Why there will be no let up in oil and gold prices

An interesting two weeks since we last reported. Gold and oil prices have enjoyed positive progress, although in the order of things two weeks is a very short period of time and it is too soon to draw final conclusions. At the time of writing crude is back at $119 per barrel, whilst gold is above $835/oz – from a technical point of view the charts suggest that prices have now stabilised. Recent events are positive for both, Russia’s action in Georgia is just the sort of thing to get the gold price buzzing and now that has started, it is more likely than not to carry on unless the US fronts up. Because of their commitments in Iraq, Afghanistan and potentially Iran, it is hard for them to do that, which the Russians are certainly aware of.

Gold bullion has benefited from a strong surge of buying in India. This is the wedding season, where traditional gifts of gold jewellery, create a dramatic increase in demand. According to the Times of India, the sales volume has almost doubled in the past week alone. There is also a long standing supply issue for gold, the amount of new gold mined has, for a long time, been insufficient to meet current demand. One can quite easily see a chance here for gold to strengthen.

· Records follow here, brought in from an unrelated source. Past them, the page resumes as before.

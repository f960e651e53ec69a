//! Testing utilities for VAS workspace
//!
//! Scripted collaborators, fixtures, and event helpers.

#![allow(missing_docs)]

use async_trait::async_trait;
use parking_lot::Mutex;
use serde_json::{json, Value};
use std::collections::VecDeque;
use std::sync::atomic::{AtomicUsize, Ordering};
use std::sync::Arc;
use std::time::Duration;
use tokio::sync::mpsc;
use vas_pipeline::{
    AnalysisCollaborator, CancellationToken, CheckpointSink, CollaboratorError, CollaboratorSet,
    DocumentRef, PhaseInput, PhaseKey, PhaseOutput, PipelineEvent, PipelineResults, PrimaryInput,
};

/// Collaborator that replays a script of outcomes
///
/// Each call takes the next scripted outcome; the last one repeats forever.
/// Calls sleep for `delay` first and return `Cancelled` if the token fires
/// during that sleep.
#[derive(Debug)]
pub struct ScriptedCollaborator {
    script: Mutex<VecDeque<Result<Value, CollaboratorError>>>,
    delay: Duration,
    observe_cancel: bool,
    calls: AtomicUsize,
    inputs: Mutex<Vec<PhaseInput>>,
}

impl ScriptedCollaborator {
    fn scripted(outcome: Result<Value, CollaboratorError>) -> Self {
        Self {
            script: Mutex::new(VecDeque::from([outcome])),
            delay: Duration::ZERO,
            observe_cancel: true,
            calls: AtomicUsize::new(0),
            inputs: Mutex::new(Vec::new()),
        }
    }

    pub fn succeed(value: Value) -> Self {
        Self::scripted(Ok(value))
    }

    pub fn fail(message: &str) -> Self {
        Self::scripted(Err(CollaboratorError::failed(message)))
    }

    pub fn error(error: CollaboratorError) -> Self {
        Self::scripted(Err(error))
    }

    /// Queue a later outcome
    #[must_use]
    pub fn then(self, outcome: Result<Value, CollaboratorError>) -> Self {
        self.script.lock().push_back(outcome);
        self
    }

    #[must_use]
    pub fn with_delay(mut self, delay: Duration) -> Self {
        self.delay = delay;
        self
    }

    /// Keep sleeping through cancellation
    #[must_use]
    pub fn ignoring_cancel(mut self) -> Self {
        self.observe_cancel = false;
        self
    }

    pub fn calls(&self) -> usize {
        self.calls.load(Ordering::SeqCst)
    }

    pub fn inputs(&self) -> Vec<PhaseInput> {
        self.inputs.lock().clone()
    }

    fn next_outcome(&self) -> Result<Value, CollaboratorError> {
        let mut script = self.script.lock();
        if script.len() > 1 {
            script.pop_front().unwrap_or_else(|| Ok(Value::Null))
        } else {
            script.front().cloned().unwrap_or_else(|| Ok(Value::Null))
        }
    }
}

#[async_trait]
impl AnalysisCollaborator for ScriptedCollaborator {
    async fn analyze(
        &self,
        input: PhaseInput,
        cancel: CancellationToken,
    ) -> Result<Value, CollaboratorError> {
        self.calls.fetch_add(1, Ordering::SeqCst);
        self.inputs.lock().push(input);
        let outcome = self.next_outcome();

        if self.observe_cancel {
            tokio::select! {
                () = cancel.cancelled() => return Err(CollaboratorError::Cancelled),
                () = tokio::time::sleep(self.delay) => {}
            }
        } else {
            tokio::time::sleep(self.delay).await;
        }
        outcome
    }
}

/// One scripted collaborator per phase
#[derive(Debug, Clone)]
pub struct ScriptedSuite {
    entries: [Arc<ScriptedCollaborator>; 6],
}

impl ScriptedSuite {
    /// Every phase succeeds immediately
    pub fn healthy() -> Self {
        Self {
            entries: PhaseKey::ALL.map(|key| Arc::new(ScriptedCollaborator::succeed(phase_result(key)))),
        }
    }

    /// Every phase succeeds after its own delay
    pub fn with_delays(delays: [(PhaseKey, Duration); 6]) -> Self {
        let mut suite = Self::healthy();
        for (key, delay) in delays {
            suite.entries[key.index()] =
                Arc::new(ScriptedCollaborator::succeed(phase_result(key)).with_delay(delay));
        }
        suite
    }

    /// Replace the collaborator for one phase
    #[must_use]
    pub fn with(mut self, key: PhaseKey, collaborator: ScriptedCollaborator) -> Self {
        self.entries[key.index()] = Arc::new(collaborator);
        self
    }

    pub fn get(&self, key: PhaseKey) -> &Arc<ScriptedCollaborator> {
        &self.entries[key.index()]
    }

    pub fn calls(&self, key: PhaseKey) -> usize {
        self.get(key).calls()
    }

    pub fn collaborators(&self) -> CollaboratorSet {
        CollaboratorSet::from_fn(|key| {
            let collaborator: Arc<dyn AnalysisCollaborator> = self.entries[key.index()].clone();
            collaborator
        })
    }
}

/// Records every checkpoint hook call
#[derive(Debug, Default)]
pub struct RecordingSink {
    calls: Mutex<Vec<String>>,
}

impl RecordingSink {
    pub fn new() -> Self {
        Self::default()
    }

    pub fn calls(&self) -> Vec<String> {
        self.calls.lock().clone()
    }
}

#[async_trait]
impl CheckpointSink for RecordingSink {
    async fn begin_run(&self, input: &PrimaryInput) {
        self.calls.lock().push(format!("begin:{}", input.identifier()));
    }

    async fn phase_completed(&self, key: PhaseKey, _output: &PhaseOutput) {
        self.calls.lock().push(format!("phase:{key}"));
    }

    async fn run_completed(&self, results: &PipelineResults) {
        self.calls.lock().push(format!("complete:{}", results.completed_count()));
    }

    async fn run_reset(&self) {
        self.calls.lock().push("reset".to_string());
    }
}

/// Company profile that yields a usable description
pub fn company_profile() -> Value {
    json!({
        "company_name": "Acme Robotics",
        "description": "Warehouse picking robots",
        "industry": "Logistics",
        "stage": "Series A"
    })
}

/// Description derived from [`company_profile`]
pub const COMPANY_DESCRIPTION: &str =
    "Acme Robotics: Warehouse picking robots\nIndustry: Logistics\nStage: Series A";

/// Plausible result for any phase
pub fn phase_result(key: PhaseKey) -> Value {
    match key {
        PhaseKey::Company => company_profile(),
        other => json!({ "phase": other.as_str(), "score": 6, "summary": format!("{other} looks sound") }),
    }
}

pub fn example_input() -> PrimaryInput {
    PrimaryInput::from_url("https://acme-robotics.example.com")
        .unwrap()
        .with_advisor("Dana")
}

pub fn document_input() -> PrimaryInput {
    PrimaryInput::new().with_document(DocumentRef::new("acme-deck.pdf").with_media_type("application/pdf"))
}

/// Everything currently buffered on a subscription
pub fn drain_events(rx: &mut mpsc::UnboundedReceiver<PipelineEvent>) -> Vec<PipelineEvent> {
    let mut events = Vec::new();
    while let Ok(event) = rx.try_recv() {
        events.push(event);
    }
    events
}

pub fn event_names(events: &[PipelineEvent]) -> Vec<&'static str> {
    events.iter().map(PipelineEvent::name).collect()
}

It remains the case that hardly any investor owns gold. The potential upside coming from the widening of ownership will eventually lead to the third and final stage of this bull market, which we still believe will take the price to about $2,000/oz. It would not surprise us one little bit if the next surge for gold is twinned with an even greater recovery in gold mining shares, which over the recent period have underperformed the metal. The natural gearing effect of an improved gold price on the profits of gold mining companies is indisputable, which should lead to a positive re-rating of gold mining shares.

No let-up likely in oil’s rise

If, as is likely, the oil price holds somewhere above $100 per barrel that should also lead to a positive re-rating for oil shares. We reported two weeks ago that they are rated to reflect a medium to long term oil price of only $53 to $60 per barrel.

No matter what happens in the short term, the long term outlook for demand is just huge. Jim Rogers, a leading advocate of the commodity and energy super-cycle, recently pointed out that India’s demand for energy per capita is 5% of South Korea’s and Japan’s, whilst China’s demand is only 10%. Chindia’s population totals 2.3bn. Significant growth in demand is, over time, just inevitable.

Against the long term increasing demand, supply remains tight. Most major oil fields in the world are in decline, with no hint of a major discovery on the horizon and unwillingness by oil majors to invest sufficient money in unfriendly territory to find one.

Jonathan Davis, in his Financial Times column, The Last Word, on 18th August, said “This is not the end of the medium term oil/metal/grains story, let alone a deflating bubble, although there is an intervening dollar and economic growth script, that makes the underlying picture harder to see”.